_EXERCISE OBJECTIVE:_
When you reach the records, transcribe each one exactly.

_GIVEN RECORDS:_

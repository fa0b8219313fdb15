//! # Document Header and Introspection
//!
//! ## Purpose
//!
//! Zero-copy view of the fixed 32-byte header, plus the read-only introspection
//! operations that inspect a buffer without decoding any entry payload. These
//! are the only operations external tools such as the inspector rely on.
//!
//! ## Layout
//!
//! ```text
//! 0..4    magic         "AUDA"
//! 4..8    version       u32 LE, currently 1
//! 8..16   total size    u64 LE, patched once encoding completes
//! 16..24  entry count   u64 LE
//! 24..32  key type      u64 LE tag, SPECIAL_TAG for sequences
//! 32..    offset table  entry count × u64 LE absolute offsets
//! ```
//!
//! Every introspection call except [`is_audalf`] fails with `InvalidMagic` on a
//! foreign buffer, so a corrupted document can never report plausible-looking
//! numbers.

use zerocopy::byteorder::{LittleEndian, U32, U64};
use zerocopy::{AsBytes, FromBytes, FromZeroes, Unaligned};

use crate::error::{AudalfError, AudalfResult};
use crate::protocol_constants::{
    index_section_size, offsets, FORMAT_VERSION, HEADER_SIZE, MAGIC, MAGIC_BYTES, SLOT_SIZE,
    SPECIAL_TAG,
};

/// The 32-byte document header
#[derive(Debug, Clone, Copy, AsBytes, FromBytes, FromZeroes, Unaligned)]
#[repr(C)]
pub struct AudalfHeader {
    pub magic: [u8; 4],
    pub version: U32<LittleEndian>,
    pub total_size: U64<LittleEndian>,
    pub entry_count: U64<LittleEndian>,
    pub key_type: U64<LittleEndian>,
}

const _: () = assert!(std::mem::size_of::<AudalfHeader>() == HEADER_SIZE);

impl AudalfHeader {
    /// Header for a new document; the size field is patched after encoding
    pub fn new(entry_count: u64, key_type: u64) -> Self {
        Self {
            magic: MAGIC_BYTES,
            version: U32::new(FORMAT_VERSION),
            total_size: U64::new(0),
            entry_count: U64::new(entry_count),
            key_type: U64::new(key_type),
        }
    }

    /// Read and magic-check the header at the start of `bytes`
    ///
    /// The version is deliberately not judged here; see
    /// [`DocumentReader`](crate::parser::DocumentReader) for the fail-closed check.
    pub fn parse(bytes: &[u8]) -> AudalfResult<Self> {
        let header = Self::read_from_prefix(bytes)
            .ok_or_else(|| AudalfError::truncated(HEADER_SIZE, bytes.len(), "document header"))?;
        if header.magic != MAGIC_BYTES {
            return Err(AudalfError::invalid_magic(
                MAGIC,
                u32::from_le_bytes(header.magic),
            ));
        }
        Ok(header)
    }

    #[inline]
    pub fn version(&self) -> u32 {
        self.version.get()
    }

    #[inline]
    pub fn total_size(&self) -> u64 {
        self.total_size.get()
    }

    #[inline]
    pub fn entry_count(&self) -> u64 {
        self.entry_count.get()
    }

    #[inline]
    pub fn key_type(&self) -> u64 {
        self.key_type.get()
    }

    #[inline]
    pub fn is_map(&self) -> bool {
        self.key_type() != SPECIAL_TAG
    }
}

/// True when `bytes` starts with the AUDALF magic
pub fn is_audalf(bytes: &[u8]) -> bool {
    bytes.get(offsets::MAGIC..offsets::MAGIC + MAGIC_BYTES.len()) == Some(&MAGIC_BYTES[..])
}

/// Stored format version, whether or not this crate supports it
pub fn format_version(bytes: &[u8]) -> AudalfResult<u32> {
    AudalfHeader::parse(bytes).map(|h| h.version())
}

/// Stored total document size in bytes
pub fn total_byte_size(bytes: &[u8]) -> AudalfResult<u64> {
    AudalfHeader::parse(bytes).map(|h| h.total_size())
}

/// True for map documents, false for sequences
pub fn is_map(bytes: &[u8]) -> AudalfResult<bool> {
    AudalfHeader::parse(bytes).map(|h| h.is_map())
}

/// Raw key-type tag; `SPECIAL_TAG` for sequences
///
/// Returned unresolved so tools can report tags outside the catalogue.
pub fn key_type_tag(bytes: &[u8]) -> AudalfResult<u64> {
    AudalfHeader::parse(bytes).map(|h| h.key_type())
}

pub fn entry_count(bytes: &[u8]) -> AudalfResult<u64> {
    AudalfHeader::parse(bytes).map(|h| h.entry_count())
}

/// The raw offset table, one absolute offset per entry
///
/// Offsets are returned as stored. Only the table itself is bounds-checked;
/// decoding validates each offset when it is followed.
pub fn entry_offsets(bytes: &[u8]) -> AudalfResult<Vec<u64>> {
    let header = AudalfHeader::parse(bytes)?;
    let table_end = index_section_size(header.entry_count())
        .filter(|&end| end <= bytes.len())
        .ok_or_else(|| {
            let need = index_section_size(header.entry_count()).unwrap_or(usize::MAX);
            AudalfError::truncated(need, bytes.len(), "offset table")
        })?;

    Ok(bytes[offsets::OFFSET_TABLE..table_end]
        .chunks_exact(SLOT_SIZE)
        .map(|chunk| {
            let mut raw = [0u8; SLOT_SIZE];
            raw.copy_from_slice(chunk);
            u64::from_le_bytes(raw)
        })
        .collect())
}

_RESULT OF THE TASK:_
repository fa0b8219313fdb15
//! # Document Header and Introspection
//!
//! ## Purpose
//!
//! Zero-copy view of the fixed 32-byte header, plus the read-only introspection
//! operations that inspect a buffer without decoding any entry payload. These
//! are the only operations external tools such as the inspector rely on.
//!
//! ## Layout
//!
//! ```text
//! 0..4    magic         "AUDA"
//! 4..8    version       u32 LE, currently 1
//! 8..16   total size    u64 LE, patched once encoding completes
//! 16..24  entry count   u64 LE
//! 24..32  key type      u64 LE tag, SPECIAL_TAG for sequences
//! 32..    offset table  entry count × u64 LE absolute offsets
//! ```
//!
//! Every introspection call except [`is_audalf`] fails with `InvalidMagic` on a
//! foreign buffer, so a corrupted document can never report plausible-looking
//! numbers.

use zerocopy::byteorder::{LittleEndian, U32, U64};
use zerocopy::{AsBytes, FromBytes, FromZeroes, Unaligned};

use crate::error::{AudalfError, AudalfResult};
use crate::protocol_constants::{
    index_section_size, offsets, FORMAT_VERSION, HEADER_SIZE, MAGIC, MAGIC_BYTES, SLOT_SIZE,
    SPECIAL_TAG,
};

/// The 32-byte document header
#[derive(Debug, Clone, Copy, AsBytes, FromBytes, FromZeroes, Unaligned)]
#[repr(C)]
pub struct AudalfHeader {
    pub magic: [u8; 4],
    pub version: U32<LittleEndian>,
    pub total_size: U64<LittleEndian>,
    pub entry_count: U64<LittleEndian>,
    pub key_type: U64<LittleEndian>,
}

const _: () = assert!(std::mem::size_of::<AudalfHeader>() == HEADER_SIZE);

impl AudalfHeader {
    /// Header for a new document; the size field is patched after encoding
    pub fn new(entry_count: u64, key_type: u64) -> Self {
        Self {
            magic: MAGIC_BYTES,
            version: U32::new(FORMAT_VERSION),
            total_size: U64::new(0),
            entry_count: U64::new(entry_count),
            key_type: U64::new(key_type),
        }
    }

    /// Read and magic-check the header at the start of `bytes`
    ///
    /// The version is deliberately not judged here; see
    /// [`DocumentReader`](crate::parser::DocumentReader) for the fail-closed check.
    pub fn parse(bytes: &[u8]) -> AudalfResult<Self> {
        let header = Self::read_from_prefix(bytes)
            .ok_or_else(|| AudalfError::truncated(HEADER_SIZE, bytes.len(), "document header"))?;
        if header.magic != MAGIC_BYTES {
            return Err(AudalfError::invalid_magic(
                MAGIC,
                u32::from_le_bytes(header.magic),
            ));
        }
        Ok(header)
    }

    #[inline]
    pub fn version(&self) -> u32 {
        self.version.get()
    }

    #[inline]
    pub fn total_size(&self) -> u64 {
        self.total_size.get()
    }

    #[inline]
    pub fn entry_count(&self) -> u64 {
        self.entry_count.get()
    }

    #[inline]
    pub fn key_type(&self) -> u64 {
        self.key_type.get()
    }

    #[inline]
    pub fn is_map(&self) -> bool {
        self.key_type() != SPECIAL_TAG
    }
}

/// True when `bytes` starts with the AUDALF magic
pub fn is_audalf(bytes: &[u8]) -> bool {
    bytes.get(offsets::MAGIC..offsets::MAGIC + MAGIC_BYTES.len()) == Some(&MAGIC_BYTES[..])
}

/// Stored format version, whether or not this crate supports it
pub fn format_version(bytes: &[u8]) -> AudalfResult<u32> {
    AudalfHeader::parse(bytes).map(|h| h.version())
}

/// Stored total document size in bytes
pub fn total_byte_size(bytes: &[u8]) -> AudalfResult<u64> {
    AudalfHeader::parse(bytes).map(|h| h.total_size())
}

/// True for map documents, false for sequences
pub fn is_map(bytes: &[u8]) -> AudalfResult<bool> {
    AudalfHeader::parse(bytes).map(|h| h.is_map())
}

/// Raw key-type tag; `SPECIAL_TAG` for sequences
///
/// Returned unresolved so tools can report tags outside the catalogue.
pub fn key_type_tag(bytes: &[u8]) -> AudalfResult<u64> {
    AudalfHeader::parse(bytes).map(|h| h.key_type())
}

pub fn entry_count(bytes: &[u8]) -> AudalfResult<u64> {
    AudalfHeader::parse(bytes).map(|h| h.entry_count())
}

/// The raw offset table, one absolute offset per entry
///
/// Offsets are returned as stored. Only the table itself is bounds-checked;
/// decoding validates each offset when it is followed.
pub fn entry_offsets(bytes: &[u8]) -> AudalfResult<Vec<u64>> {
    let header = AudalfHeader::parse(bytes)?;
    let table_end = index_section_size(header.entry_count())
        .filter(|&end| end <= bytes.len())
        .ok_or_else(|| {
            let need = index_section_size(header.entry_count()).unwrap_or(usize::MAX);
            AudalfError::truncated(need, bytes.len(), "offset table")
        })?;

    Ok(bytes[offsets::OFFSET_TABLE..table_end]
        .chunks_exact(SLOT_SIZE)
        .map(|chunk| {
            let mut raw = [0u8; SLOT_SIZE];
            raw.copy_from_slice(chunk);
            u64::from_le_bytes(raw)
        })
        .collect())
}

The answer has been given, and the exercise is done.